When a line in the data below includes "flush", pick it out and copy it.

** ENTRIES PROVIDED **
= = =
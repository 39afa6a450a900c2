// Copyright (c) 2024-2025 DeepGraph Inc.
// SPDX-License-Identifier: Apache-2.0
//
//! CLI command handlers for neo4j-http

use colored::Colorize;
use neo4j_http::{
    AccessMode, Client, Config, Parameters, Statement, Transaction, TransactionState,
};
use rustyline::{error::ReadlineError, CompletionType, Config as EditorConfig, EditMode, Editor};
use serde_json::Value;
use std::path::PathBuf;
use thiserror::Error;

use super::commands::{Cli, OutputFormat};
use super::output::ResultFormatter;

/// Errors raised by the CLI itself, before any request is made
#[derive(Error, Debug)]
pub enum CliError {
    #[error("Invalid parameter '{0}': expected name=value")]
    InvalidParameter(String),

    #[error("{0}")]
    Client(#[from] neo4j_http::Error),

    #[error("I/O error: {0}")]
    Io(#[from] std::io::Error),

    #[error("Console error: {0}")]
    Readline(#[from] ReadlineError),
}

pub type CliResult<T> = Result<T, CliError>;

/// Access mode selected by a `--read` flag
pub fn access_mode(read: bool) -> AccessMode {
    if read {
        AccessMode::Read
    } else {
        AccessMode::Write
    }
}

/// Build the client configuration: file or environment first, then options
pub fn build_config(cli: &Cli) -> CliResult<Config> {
    let mut config = match &cli.config {
        Some(path) => Config::from_file(path)?,
        None => Config::from_env()?,
    };

    if let Some(url) = &cli.url {
        config = config.with_uri(url.clone());
    }
    if let Some(database) = &cli.database {
        config = config.with_database(database.clone());
    }
    if let Some(level) = cli.query_log {
        config = config.with_query_log(level);
    }

    if let Some(user) = &cli.user {
        let password = match &cli.password {
            Some(password) => password.clone(),
            None => {
                print!("Password: ");
                std::io::Write::flush(&mut std::io::stdout())?;
                rpassword::read_password()?
            }
        };
        config = config.with_credentials(user.clone(), password);
    } else if let Some(password) = &cli.password {
        config.password = Some(password.clone());
    }

    config.validate()?;
    Ok(config)
}

/// Parse `name=value`; the value is JSON when it parses as JSON, else a string
pub fn parse_param(raw: &str) -> CliResult<(String, Value)> {
    let (name, value) = raw
        .split_once('=')
        .ok_or_else(|| CliError::InvalidParameter(raw.to_string()))?;
    let name = name.trim();
    if name.is_empty() {
        return Err(CliError::InvalidParameter(raw.to_string()));
    }

    let value = serde_json::from_str(value).unwrap_or_else(|_| Value::String(value.to_string()));
    Ok((name.to_string(), value))
}

/// Statement for the query command; `--stats` only ever turns statistics on,
/// so a `with_stats` parameter is kept when the flag is absent
fn query_statement(text: &str, parameters: &Parameters, stats: bool) -> Statement {
    let statement = Statement::new(text).with_parameters(parameters.clone());
    if stats {
        statement.with_stats(true)
    } else {
        statement
    }
}

/// Handle the query command (one-shot execution)
pub fn handle_query(
    config: Config,
    statements: Vec<String>,
    params: Vec<String>,
    read: bool,
    format: OutputFormat,
    stats: bool,
    raw: bool,
) -> CliResult<()> {
    let mut parameters = Parameters::new();
    for param in &params {
        let (name, value) = parse_param(param)?;
        parameters.insert(name, value);
    }

    let client = Client::new(config.with_raw_results(raw))?;
    let outcome = client.with_one_shot(access_mode(read), |collector| {
        for text in &statements {
            collector.add_statement(query_statement(text, &parameters, stats));
        }
    });
    client.shutdown();

    let results = outcome?;
    println!("{}", ResultFormatter::format(&results, format));
    if stats {
        if let Some(summary) = ResultFormatter::format_stats(&results) {
            println!("{}", summary.cyan());
        }
    }
    Ok(())
}

/// Handle the ping command
pub fn handle_ping(config: Config) -> CliResult<()> {
    let client = Client::new(config)?;
    let outcome = client.server_info();
    client.shutdown();

    let info = outcome?;
    println!(
        "{}",
        format!(
            "Neo4j {} ({}) at {}",
            info.neo4j_version,
            info.neo4j_edition.as_deref().unwrap_or("unknown edition"),
            client.config().base_url()
        )
        .green()
    );
    if let Some(transaction) = &info.transaction {
        println!("Transaction endpoint: {}", transaction);
    }
    if let Some(bolt) = &info.bolt_direct {
        println!("Bolt: {}", bolt);
    }
    Ok(())
}

/// Handle the version command
pub fn handle_version() {
    println!("{}", format!("neo4j-http {}", neo4j_http::VERSION).bold().green());
    println!("Transactional HTTP client for Neo4j");
}

/// Handle the shell (REPL) command
pub fn handle_shell(config: Config, read: bool) -> CliResult<()> {
    let client = Client::new(config)?;
    let default_mode = access_mode(read);

    let editor_config = EditorConfig::builder()
        .edit_mode(EditMode::Emacs)
        .history_ignore_space(true)
        .completion_type(CompletionType::List)
        .auto_add_history(false)
        .build();
    let mut rl = Editor::<(), _>::with_config(editor_config)?;

    let history_path = PathBuf::from(".neo4j-http/.cypher_history.txt");
    if let Some(parent) = history_path.parent() {
        std::fs::create_dir_all(parent)?;
    }
    let _ = rl.load_history(&history_path);

    println!("{}", "neo4j-http".bold().green());
    println!("Type 'help' for commands, 'exit' or 'quit' to exit");
    println!("Multi-line statements supported - use ';' to terminate");
    println!(
        "{}",
        format!(
            "Connected to {} (database: {})",
            client.config().base_url(),
            client.config().database_name
        )
        .cyan()
    );

    let mut session = ShellSession::new(&client, default_mode);
    let mut buffer = String::new();

    loop {
        let prompt = if buffer.is_empty() {
            session.prompt()
        } else {
            "...> ".to_string()
        };

        let line = match rl.readline(&prompt) {
            Ok(line) => line,
            Err(ReadlineError::Interrupted) => {
                if !buffer.is_empty() {
                    buffer.clear();
                    println!("{}", "\nStatement buffer cleared".yellow());
                }
                continue;
            }
            Err(ReadlineError::Eof) => {
                println!("{}", "Goodbye!".green());
                break;
            }
            Err(err) => {
                eprintln!("{}", format!("Error: {:?}", err).red());
                break;
            }
        };

        let trimmed = line.trim();

        if buffer.is_empty() {
            match trimmed.to_lowercase().as_str() {
                "exit" | "quit" => {
                    println!("{}", "Goodbye!".green());
                    break;
                }
                "help" => {
                    print_help();
                    continue;
                }
                "clear" => {
                    print!("\x1B[2J\x1B[1;1H");
                    std::io::Write::flush(&mut std::io::stdout())?;
                    continue;
                }
                "" => continue,
                _ => {}
            }

            if trimmed.starts_with(':') {
                rl.add_history_entry(trimmed)?;
                session.command(trimmed);
                continue;
            }
        }

        buffer.push_str(&line);
        buffer.push('\n');

        if trimmed.ends_with(';') {
            let text = buffer.trim().trim_end_matches(';').trim().to_string();
            rl.add_history_entry(buffer.trim())?;
            buffer.clear();
            if !text.is_empty() {
                session.execute(&text);
            }
        }
    }

    let _ = rl.save_history(&history_path);

    // Dropping an open transaction rolls it back.
    session.close();
    client.shutdown();
    Ok(())
}

/// Console state: the optional open transaction and the default access mode
struct ShellSession<'a> {
    client: &'a Client,
    default_mode: AccessMode,
    transaction: Option<Transaction>,
}

impl<'a> ShellSession<'a> {
    fn new(client: &'a Client, default_mode: AccessMode) -> Self {
        Self {
            client,
            default_mode,
            transaction: None,
        }
    }

    fn prompt(&self) -> String {
        match self.transaction.as_ref().and_then(Transaction::id) {
            Some(id) => format!("{}> ", format!("cypher[tx:{}]", id).yellow()),
            None => format!("{}> ", "cypher".cyan()),
        }
    }

    fn command(&mut self, input: &str) {
        let mut parts = input.split_whitespace();
        let command = parts.next().unwrap_or_default().to_lowercase();
        let argument = parts.next().map(str::to_lowercase);

        match command.as_str() {
            ":begin" => self.begin(argument.as_deref()),
            ":commit" => self.finish(true),
            ":rollback" => self.finish(false),
            ":status" => self.status(),
            _ => println!("{}", format!("Unknown command: {}", input).yellow()),
        }
    }

    fn begin(&mut self, argument: Option<&str>) {
        if self.transaction.is_some() {
            println!("{}", "A transaction is already open".yellow());
            return;
        }

        let mode = match argument.map(str::parse::<AccessMode>) {
            None => self.default_mode,
            Some(Ok(mode)) => mode,
            Some(Err(e)) => {
                eprintln!("{}", e.red());
                return;
            }
        };

        match self.client.begin_transaction(mode) {
            Ok(tx) => {
                println!(
                    "{}",
                    format!("Began {} transaction {}", mode, tx.id().unwrap_or_default()).green()
                );
                self.transaction = Some(tx);
            }
            Err(e) => eprintln!("{}", format!("Error: {}", e).red()),
        }
    }

    fn finish(&mut self, commit: bool) {
        let Some(mut tx) = self.transaction.take() else {
            println!("{}", "No open transaction".yellow());
            return;
        };

        let outcome = if commit { tx.commit(&[]) } else { tx.rollback() };
        match outcome {
            Ok(_) if commit => println!("{}", "Committed".green()),
            Ok(_) => println!("{}", "Rolled back".green()),
            Err(e) => eprintln!("{}", format!("Error: {}", e).red()),
        }
        tx.cleanup();
    }

    fn status(&self) {
        match &self.transaction {
            Some(tx) => println!(
                "Transaction {} ({}, {})",
                tx.id().unwrap_or_default(),
                tx.access_mode(),
                tx.state()
            ),
            None => println!("No open transaction (default mode {})", self.default_mode),
        }
        let pool = self.client.pool();
        println!(
            "Pool: {} in use, {} idle, size {}",
            pool.in_use(),
            pool.idle_count(),
            pool.size()
        );
    }

    /// Run inside the open transaction, or as a one-shot request
    fn execute(&mut self, text: &str) {
        let outcome = match self.transaction.as_mut() {
            Some(tx) => tx.run(text),
            None => self
                .client
                .run_query(self.default_mode, text, Parameters::new()),
        };

        match outcome {
            Ok(results) => println!("{}", ResultFormatter::format(&results, OutputFormat::Table)),
            Err(e) => eprintln!("{}", format!("Error: {}", e).red()),
        }

        if let Some(tx) = &self.transaction {
            if tx.state() != TransactionState::Open {
                println!("{}", "Transaction closed by the server".yellow());
                self.transaction = None;
            }
        }
    }

    fn close(&mut self) {
        if let Some(tx) = self.transaction.take() {
            println!(
                "{}",
                format!("Rolling back open transaction {}", tx.id().unwrap_or_default()).yellow()
            );
        }
    }
}

/// Print help message
fn print_help() {
    println!("{}", "Available commands:".bold().green());
    println!("  {}  - Show this help message", "help".cyan());
    println!("  {}  - Exit the console", "exit/quit".cyan());
    println!("  {}  - Clear the screen", "clear".cyan());
    println!("\n{}", "Transactions:".bold().green());
    println!("  {}  - Open a transaction", ":begin [read|write]".cyan());
    println!("  {}  - Commit the open transaction", ":commit".cyan());
    println!("  {}  - Roll back the open transaction", ":rollback".cyan());
    println!("  {}  - Show transaction and pool state", ":status".cyan());
    println!("\n{}", "Statement syntax:".bold().green());
    println!("  Multi-line statements are supported");
    println!("  Terminate statements with semicolon (;)");
    println!("  Outside a transaction each statement runs as a one-shot transaction");
    println!("\n{}", "Cypher examples:".bold().green());
    println!("  {}", "MATCH (n:User) RETURN n.name LIMIT 10;".yellow());
    println!("  {}", "CREATE (u:User {{name: 'Klaus'}});".yellow());
}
= = =
** RESULT OF THE TASK **
                std::io::Write::flush(&mut std::io::stdout())?;
                    std::io::Write::flush(&mut std::io::stdout())?;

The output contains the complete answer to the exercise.